A square plate is contracting at the uniform rate \(4 \mathrm{~cm}^2 / \mathrm{sec}\), then the rate at which the perimeter is decreasing, when side of the square is \(20 \mathrm{~cm}\), is

Let \(\mathrm{A}, \mathrm{P}\) and \(\mathrm{X}\) be the area, perimeter and length of side of square respectively at time ' \(\mathrm{t}\) ' seconds.

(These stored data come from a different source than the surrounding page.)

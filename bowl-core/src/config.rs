//! # Pipeline Configuration
//!
//! Tunable parameters for the bowl pitch pipeline. Every field has a default
//! suited to struck singing bowls; a settings collaborator may load a partial
//! document and let the rest fall back to [`PipelineConfig::default`].

use anyhow::{Result, bail};
use serde::{Deserialize, Serialize};

/// Sample rate the host is expected to capture at, in Hz.
pub const DEFAULT_SAMPLE_RATE: u32 = 48_000;

/// Number of samples per analysis frame.
///
/// At 48 kHz this is ~85 ms of audio, enough for several periods of a 60 Hz tone.
pub const FRAME_SIZE: usize = 4096;

/// Default A4 calibration in Hz.
pub const DEFAULT_A4_HZ: f32 = 440.0;

/// Which periodicity strategy the pipeline runs.
#[derive(Debug, Clone, Copy, PartialEq, Eq, Default, Serialize, Deserialize)]
#[serde(rename_all = "lowercase")]
pub enum EstimatorKind {
    /// Normalized squared difference (McLeod-style). Good for overtone-rich timbres.
    #[default]
    Nsdf,
    /// Cumulative mean normalized difference (YIN). Sharper on unstable onsets.
    Yin,
}

/// What to do with frames the quality gate flags as silent or clipping.
#[derive(Debug, Clone, Copy, PartialEq, Eq, Default, Serialize, Deserialize)]
#[serde(rename_all = "lowercase")]
pub enum GatePolicy {
    /// Skip pitch estimation for flagged frames.
    #[default]
    Bypass,
    /// Surface the warning but still estimate.
    Advisory,
}

#[derive(Debug, Clone, PartialEq, Serialize, Deserialize)]
#[serde(default)]
pub struct PipelineConfig {
    /// Lowest fundamental searched for (Hz).
    pub min_freq_hz: f32,
    /// Highest fundamental searched for (Hz).
    pub max_freq_hz: f32,
    /// RMS below which a frame is silent.
    pub noise_floor: f32,
    /// Absolute sample value above which a frame is clipping.
    pub peak_ceiling: f32,
    /// CMND dip threshold for the YIN strategy.
    pub yin_threshold: f32,
    /// Fraction of the global NSDF maximum a candidate peak must exceed.
    pub peak_ratio: f32,
    /// Smoothing time constant in seconds.
    pub time_constant_s: f32,
    pub estimator: EstimatorKind,
    pub gate_policy: GatePolicy,
    /// Measure relative partial levels from the spectrum.
    pub measure_partials: bool,
}

impl Default for PipelineConfig {
    fn default() -> Self {
        Self {
            min_freq_hz: 60.0,
            max_freq_hz: 1500.0,
            noise_floor: 0.01,
            peak_ceiling: 0.98,
            yin_threshold: 0.12,
            peak_ratio: 0.6,
            time_constant_s: 0.25,
            estimator: EstimatorKind::default(),
            gate_policy: GatePolicy::default(),
            measure_partials: true,
        }
    }
}

impl PipelineConfig {
    /// Checks that the configuration describes a usable pipeline.
    ///
    /// # Returns
    /// * `Ok(())` - All parameters are in range
    /// * `Err(e)` - The first offending parameter
    pub fn validate(&self) -> Result<()> {
        if !(self.min_freq_hz.is_finite() && self.min_freq_hz > 0.0) {
            bail!("min_freq_hz must be positive, got {}", self.min_freq_hz);
        }
        if !(self.max_freq_hz.is_finite() && self.max_freq_hz > self.min_freq_hz) {
            bail!(
                "max_freq_hz ({}) must be above min_freq_hz ({})",
                self.max_freq_hz,
                self.min_freq_hz
            );
        }
        if !(self.time_constant_s.is_finite() && self.time_constant_s > 0.0) {
            bail!("time_constant_s must be positive, got {}", self.time_constant_s);
        }
        if !(self.peak_ratio > 0.0 && self.peak_ratio <= 1.0) {
            bail!("peak_ratio must be in (0, 1], got {}", self.peak_ratio);
        }
        if !(self.yin_threshold > 0.0 && self.yin_threshold <= 1.0) {
            bail!("yin_threshold must be in (0, 1], got {}", self.yin_threshold);
        }
        if !(self.noise_floor >= 0.0 && self.noise_floor < self.peak_ceiling) {
            bail!(
                "noise_floor ({}) must be below peak_ceiling ({})",
                self.noise_floor,
                self.peak_ceiling
            );
        }
        Ok(())
    }
}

Then,
\(\begin{aligned}
\mathrm{A} & =\mathrm{X}^2, \mathrm{P}=4 \mathrm{X} \\
\therefore \quad \mathrm{P} & =4 \sqrt{\mathrm{A}}
\end{aligned}\)
Differentiating w.r.t. t, we get
\(\begin{aligned}
\frac{\mathrm{dP}}{\mathrm{dt}} & =4 \frac{1}{2 \sqrt{\mathrm{A}}} \cdot \frac{\mathrm{dA}}{\mathrm{dt}} \\
& =\frac{2}{\mathrm{X}} \cdot \frac{\mathrm{dA}}{\mathrm{dt}} \\
& =\frac{2}{20} \times 4...\left[\begin{array}{l}
\text { side }=20 \mathrm{~cm} \\
\frac{\mathrm{dA}}{\mathrm{dt}}=4 \mathrm{~cm}^2 / \mathrm{sec}
\end{array}\right] \\
& =\frac{2}{5} \mathrm{~cm} / \mathrm{sec}
\end{aligned}\)